Os pesquisadores também simularam os efeitos neurais do sono por meio da estimulação elétrica de baixa frequência do córtex visual. Eles aplicaram uma estimulação de 4 Hz para imitar a frequência delta observada durante o sono NREM enquanto os animais estavam acordados. Essa estimulação artificial reproduziu o efeito de dessincronização observado após o sono e melhorou de forma semelhante o desempenho dos animais na tarefa, sugerindo que padrões específicos de estimulação elétrica poderiam ser usados para imitar os benefícios cognitivos do sono.
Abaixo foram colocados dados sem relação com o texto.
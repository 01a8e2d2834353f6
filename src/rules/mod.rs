//! Rule implementations for acrolint.
//!
//! Each rule has a `check_*_issues(ctx)` entry point that pulls what it needs
//! from the `AnalysisContext`, and a pure `check_*` function that takes only
//! those inputs and returns a specific issue type.
//!
//! ## Module Structure
//!
//! - `informal`: Acronyms introduced in parentheses but never defined
//! - `typed_form`: Long forms typed out instead of referencing the glossary
//! - `references`: Reference macros pointing at undefined keys
//! - `unused`: Glossary entries never used
//! - `notes`: Duplicate definitions, unparseable definitions, skipped and unreachable files

pub mod informal;
pub mod notes;
pub mod references;
pub mod typed_form;
pub mod unused;

use crate::{core::AnalysisContext, issues::Issue};

/// Run every rule and collect the issues, unsorted.
pub fn check_all(ctx: &AnalysisContext) -> Vec<Issue> {
    let mut issues: Vec<Issue> = Vec::new();

    issues.extend(
        informal::check_undefined_informal_issues(ctx)
            .into_iter()
            .map(Issue::UndefinedInformal),
    );
    issues.extend(
        typed_form::check_typed_full_form_issues(ctx)
            .into_iter()
            .map(Issue::TypedFullForm),
    );
    issues.extend(
        references::check_undefined_reference_issues(ctx)
            .into_iter()
            .map(Issue::UndefinedReference),
    );
    issues.extend(
        unused::check_unused_entry_issues(ctx)
            .into_iter()
            .map(Issue::UnusedEntry),
    );
    issues.extend(
        notes::check_duplicate_definition_issues(ctx)
            .into_iter()
            .map(Issue::DuplicateDefinition),
    );
    issues.extend(
        notes::check_parse_ambiguity_issues(ctx)
            .into_iter()
            .map(Issue::ParseAmbiguity),
    );
    issues.extend(
        notes::check_skipped_file_issues(ctx)
            .into_iter()
            .map(Issue::SkippedFile),
    );
    issues.extend(
        notes::check_unreachable_file_issues(ctx)
            .into_iter()
            .map(Issue::UnreachableFile),
    );

    issues
}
Desenvolvimento de técnicas de estimulação cerebral terapêutica para melhorar a função cognitiva e a memória
De acordo com Dragoi, coautor do estudo, professor de engenharia elétrica e de computação da Rice University, presidente da cadeira de destaque presidencial em neuroprostética da Houston Methodist, Rosemary e Daniel J. Harrison III, e professor de neurociência da Weill Cornell University, essa descoberta é significativa porque indica que alguns dos efeitos restauradores e de melhoria de desempenho do sono podem ser obtidos sem o sono real. A capacidade de reproduzir a dessincronização neuronal semelhante à do sono durante a vigília abre novas possibilidades para melhorar o desempenho cognitivo e perceptivo em situações em que o sono não é possível, como no caso de indivíduos com distúrbios do sono ou em circunstâncias desafiadoras, como a exploração espacial.
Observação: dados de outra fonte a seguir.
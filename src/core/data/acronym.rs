use std::collections::{BTreeMap, HashMap};

use super::SourceLocation;

/// A formally defined acronym.
#[derive(Debug, Clone, PartialEq, Eq)]
pub struct AcronymEntry {
    /// Glossary label used by reference macros (`ml` in `\gls{ml}`).
    pub key: String,
    /// Short form as printed (`ML`).
    pub short: String,
    /// Registered long form. `None` when the definition left it empty.
    pub long_form: Option<String>,
    /// Definition whose short and long form are in effect.
    pub defined_at: SourceLocation,
    /// Every place the key was defined, in reading order.
    pub definitions: Vec<SourceLocation>,
}

impl AcronymEntry {
    pub fn new(
        key: impl Into<String>,
        short: impl Into<String>,
        long_form: Option<String>,
        location: SourceLocation,
    ) -> Self {
        Self {
            key: key.into(),
            short: short.into(),
            long_form,
            defined_at: location.clone(),
            definitions: vec![location],
        }
    }

    pub fn is_duplicated(&self) -> bool {
        self.definitions.len() > 1
    }
}

/// Acronym key → entry mapping built by the glossary extractor.
///
/// Entries are kept sorted by key so every consumer iterates deterministically.
#[derive(Debug, Clone, Default, PartialEq, Eq)]
pub struct Glossary {
    entries: BTreeMap<String, AcronymEntry>,
    /// short form → key
    shorts: HashMap<String, String>,
}

impl Glossary {
    pub fn new(entries: BTreeMap<String, AcronymEntry>) -> Self {
        let mut shorts = HashMap::new();
        // First key in sorted order wins when two labels share a short form.
        for (key, entry) in entries.iter().rev() {
            shorts.insert(entry.short.clone(), key.clone());
        }
        Self { entries, shorts }
    }

    pub fn from_entries(entries: impl IntoIterator<Item = AcronymEntry>) -> Self {
        Self::new(
            entries
                .into_iter()
                .map(|entry| (entry.key.clone(), entry))
                .collect(),
        )
    }

    pub fn get(&self, key: &str) -> Option<&AcronymEntry> {
        self.entries.get(key)
    }

    pub fn by_short(&self, short: &str) -> Option<&AcronymEntry> {
        self.shorts.get(short).and_then(|key| self.entries.get(key))
    }

    pub fn contains_short(&self, short: &str) -> bool {
        self.shorts.contains_key(short)
    }

    pub fn iter(&self) -> impl Iterator<Item = &AcronymEntry> {
        self.entries.values()
    }

    pub fn len(&self) -> usize {
        self.entries.len()
    }

    pub fn is_empty(&self) -> bool {
        self.entries.is_empty()
    }
}

#[cfg(test)]
mod tests {
    use crate::core::data::acronym::*;

    fn entry(key: &str, short: &str, long: &str) -> AcronymEntry {
        AcronymEntry::new(
            key,
            short,
            Some(long.to_string()),
            SourceLocation::with_line("main.tex", 1),
        )
    }

    #[test]
    fn test_lookup_by_key_and_short() {
        let glossary = Glossary::from_entries([
            entry("ml", "ML", "Machine Learning"),
            entry("cpu", "CPU", "Central Processing Unit"),
        ]);

        assert_eq!(glossary.len(), 2);
        assert_eq!(glossary.get("ml").unwrap().short, "ML");
        assert_eq!(glossary.by_short("CPU").unwrap().key, "cpu");
        assert!(glossary.contains_short("ML"));
        assert!(!glossary.contains_short("ml"));
        assert!(glossary.get("gpu").is_none());
    }

    #[test]
    fn test_iteration_is_sorted_by_key() {
        let glossary = Glossary::from_entries([
            entry("zfs", "ZFS", "Zettabyte File System"),
            entry("api", "API", "Application Programming Interface"),
        ]);
        let keys: Vec<&str> = glossary.iter().map(|e| e.key.as_str()).collect();
        assert_eq!(keys, vec!["api", "zfs"]);
    }

    #[test]
    fn test_shared_short_form_resolves_to_first_key() {
        let glossary = Glossary::from_entries([
            entry("pc-b", "PC", "Principal Component"),
            entry("pc-a", "PC", "Personal Computer"),
        ]);
        assert_eq!(glossary.by_short("PC").unwrap().key, "pc-a");
    }

    #[test]
    fn test_duplicated_flag() {
        let mut e = entry("ml", "ML", "Machine Learning");
        assert!(!e.is_duplicated());
        e.definitions.push(SourceLocation::with_line("appendix.tex", 4));
        assert!(e.is_duplicated());
        assert_eq!(e.defined_at.file_path, "main.tex");
    }
}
Os pesquisadores investigaram ainda mais seus resultados criando um grande modelo de rede neural. Eles descobriram que, durante o sono, tanto as conexões excitatórias quanto as inibitórias no cérebro enfraquecem, mas de forma assimétrica, de modo que as conexões inibitórias enfraquecem mais do que as excitatórias, levando a um aumento na excitação. Eles descobriram uma solução surpreendente que o cérebro emprega após o sono, em que as populações neuronais envolvidas na tarefa diminuem seu grau de sincronização após o sono, embora recebam impulsos de sincronização durante o próprio sono.
A ideia de que o sono NREM efetivamente “reinicia” o cérebro dessa forma, e que essa reinicialização pode ser imitada artificialmente, oferece potencial para o desenvolvimento de técnicas terapêuticas de estimulação cerebral para aprimorar a função cognitiva e a memória. “Esse estudo não apenas aprofunda nossa compreensão mecanicista do papel do sono para a função cognitiva, mas também abre novos caminhos ao mostrar que determinados padrões de estimulação cerebral podem substituir alguns benefícios do sono, sugerindo um futuro em que poderemos aumentar a função cerebral independentemente do próprio sono”, disse Dragoi.